The seventh man to climb the 13 steps to one of the twin black scaffolds in old Landsberg prison courtyard today was Martin Gottfried Weiss, 43, who until the last minute hoped for a reprieve from the war crimes branch of the Army. Weiss was commandant of the camp and a former prisoner at Dachau had volunteered a statement that he had done everything he could for the inmates.
‘Giving life for Germany’
The Army considered the case several times and refused to intervene.
Weiss was cool and phlegmatic as the hangman bound his feet and prepared to slip the black hood and noose over his head. He spoke his last words with his eyes fixed on the green Bavarian hillside beyond the prison wall.
“I am giving my life for Germany,” he shouted.
His body was cut down 15 minutes later and placed in a pine coffin.
All 28 were convicted by an American Military War Crimes Court last December for murdering more than 300,000 men, women and children at Dachau – once a synonym in Germany for terror. The court heard testimony that men were burned alive at Dachau, that others were immersed in ice water for experimentation and that thousands were beaten.
Regains composure on gallows
Over a harrowing three-hour period yesterday one Nazi dropped through the trap of the twin black gallows every 15 minutes. Each walked up the 13 steps alone and unaided.
Dr. Klaus Karl Schilling, 74-year-old physician who had gained wide renown in pre-Nazi days, shuffled to the gallows trembling but regained his composure as the hangman bound his feet in the shadow of the cell block where Adolf Hitler wrote “Mein Kampf.”
Asked if he cared to make a last statement, Schilling lifted his bearded chin in a defiant attitude.
“Nein,” he snapped. “Schnell, bitte schnell.” (“No.
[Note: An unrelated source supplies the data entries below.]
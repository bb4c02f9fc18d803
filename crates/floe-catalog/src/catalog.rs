//! The catalog capability set.

use std::collections::HashMap;
use std::fmt;
use std::sync::Arc;

use async_trait::async_trait;
use futures::stream::BoxStream;
use serde::{Deserialize, Serialize};

use crate::error::CatalogResult;
use crate::metadata::TableMetadata;
use crate::transaction::{
    CreateTableRequest, FollowerCatalog, TransactionReceipt, TransactionRequest,
};
use crate::update::{TableRequirement, TableUpdate};

/// Hierarchical namespace identifier (e.g. `["accounting", "tax"]`).
pub type NamespaceIdent = Vec<String>;

/// String key/value properties.
pub type Properties = HashMap<String, String>;

/// Lazily produced table identifiers. Consumers stop at the first error.
pub type TableStream = BoxStream<'static, CatalogResult<TableIdent>>;

/// Table identifier: a namespace plus a table name.
#[derive(
    Debug, Clone, PartialEq, Eq, PartialOrd, Ord, Hash, Serialize, Deserialize, utoipa::ToSchema,
)]
pub struct TableIdent {
    /// Namespace holding the table.
    pub namespace: NamespaceIdent,
    /// Table name.
    pub name: String,
}

impl TableIdent {
    /// Creates a table identifier.
    #[must_use]
    pub fn new(namespace: NamespaceIdent, name: impl Into<String>) -> Self {
        Self {
            namespace,
            name: name.into(),
        }
    }
}

impl fmt::Display for TableIdent {
    fn fmt(&self, f: &mut fmt::Formatter<'_>) -> fmt::Result {
        for part in &self.namespace {
            write!(f, "{part}.")?;
        }
        f.write_str(&self.name)
    }
}

/// Dotted display form of a namespace, used in logs and error messages.
#[must_use]
pub fn namespace_display(namespace: &[String]) -> String {
    namespace.join(".")
}

/// A loaded table handle.
#[derive(Debug, Clone, PartialEq)]
pub struct Table {
    /// Identifier.
    pub ident: TableIdent,
    /// Location of the current metadata file.
    pub metadata_location: String,
    /// Current metadata.
    pub metadata: TableMetadata,
}

/// Outcome of a namespace property update.
///
/// `removed` and `missing` partition the requested removals; `updated` lists
/// every key written from the update map.
#[derive(Debug, Clone, Default, PartialEq, Eq)]
pub struct PropertiesUpdateSummary {
    /// Keys written.
    pub updated: Vec<String>,
    /// Requested removals that were present.
    pub removed: Vec<String>,
    /// Requested removals that were absent.
    pub missing: Vec<String>,
}

/// Storage-owning catalog used by the REST layer.
///
/// Implementations decide how state is persisted and how commits are made
/// linearizable. A single instance is shared by every request.
#[async_trait]
pub trait Catalog: Send + Sync + 'static {
    /// Short backend name for logs and metrics.
    fn catalog_type(&self) -> &'static str;

    /// Lists namespaces. With a parent, returns every namespace that has the
    /// parent as a strict prefix; without one, returns all namespaces.
    ///
    /// # Errors
    ///
    /// [`CatalogError::NamespaceNotFound`](crate::CatalogError::NamespaceNotFound)
    /// if the parent neither exists nor prefixes an existing namespace.
    async fn list_namespaces(
        &self,
        parent: Option<&NamespaceIdent>,
    ) -> CatalogResult<Vec<NamespaceIdent>>;

    /// Registers a namespace. Ancestors are not implied.
    async fn create_namespace(
        &self,
        namespace: &NamespaceIdent,
        properties: Properties,
    ) -> CatalogResult<()>;

    /// Loads namespace properties.
    async fn load_namespace_properties(&self, namespace: &NamespaceIdent)
        -> CatalogResult<Properties>;

    /// Returns whether the namespace is registered.
    async fn namespace_exists(&self, namespace: &NamespaceIdent) -> CatalogResult<bool>;

    /// Drops an empty namespace.
    async fn drop_namespace(&self, namespace: &NamespaceIdent) -> CatalogResult<()>;

    /// Removes then writes namespace properties, returning the summary.
    async fn update_namespace_properties(
        &self,
        namespace: &NamespaceIdent,
        removals: &[String],
        updates: Properties,
    ) -> CatalogResult<PropertiesUpdateSummary>;

    /// Enumerates the tables in a namespace.
    async fn list_tables(&self, namespace: &NamespaceIdent) -> CatalogResult<TableStream>;

    /// Creates a table.
    async fn create_table(&self, request: CreateTableRequest) -> CatalogResult<Table>;

    /// Loads a table.
    async fn load_table(&self, ident: &TableIdent) -> CatalogResult<Table>;

    /// Checks requirements and applies updates to a previously loaded table.
    async fn commit_table(
        &self,
        table: &Table,
        requirements: &[TableRequirement],
        updates: &[TableUpdate],
    ) -> CatalogResult<Table>;

    /// Drops a table.
    async fn drop_table(&self, ident: &TableIdent) -> CatalogResult<()>;

    /// Returns whether the table is registered.
    async fn table_exists(&self, ident: &TableIdent) -> CatalogResult<bool>;

    /// Renames a table, possibly across namespaces.
    async fn rename_table(&self, from: &TableIdent, to: &TableIdent) -> CatalogResult<()>;

    /// Writes an auxiliary key/value entry.
    async fn set_sidecar(&self, key: &str, value: &str) -> CatalogResult<()>;

    /// Reads an auxiliary key/value entry.
    async fn get_sidecar(&self, key: &str) -> CatalogResult<String>;

    /// Applies every request atomically, then propagates the committed batch
    /// to followers. Follower failures do not undo the primary commit; they
    /// are reported in the receipt.
    async fn transaction(
        &self,
        requests: Vec<TransactionRequest>,
        followers: &[Arc<dyn FollowerCatalog>],
    ) -> CatalogResult<TransactionReceipt>;
}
Hurry, please hurry.”)
The hangmen did.
It was Schilling who used 1,200 unwilling inmates of Dachau to test his theories of malaria immunization. More than 400 of them, mostly Polish priests, died. He asked the court at his trial for time to conclude his malaria experiments.
Executioners work swiftly
As one body was being cut down, another condemned man was led to the second gallows. The executioners worked swiftly. One of them was Master Sgt. John C. Wood of San Antonio, Texas, formerly official executioner of Texas and Oklahoma. The other, a German, is a member of a Landsberg family which has killed men legally for 200 years. Together they have hanged or guillotined nearly 3,000 persons.
Josef Seuss, whose pleasure it once was to string up Dachau prisoners by their arms tied behind them and then kick and beat them as they hung in torture, misread his curtain speech.
“I only hope Germany will be strong–,” he shouted. “No! No! I mean I hope Germany will be beautiful again.”
Simon Kiern, who used Dachau inmates for pistol practice and who once killed a man with one blow, walked to the gallows carrying a bouquet of pink and white flowers.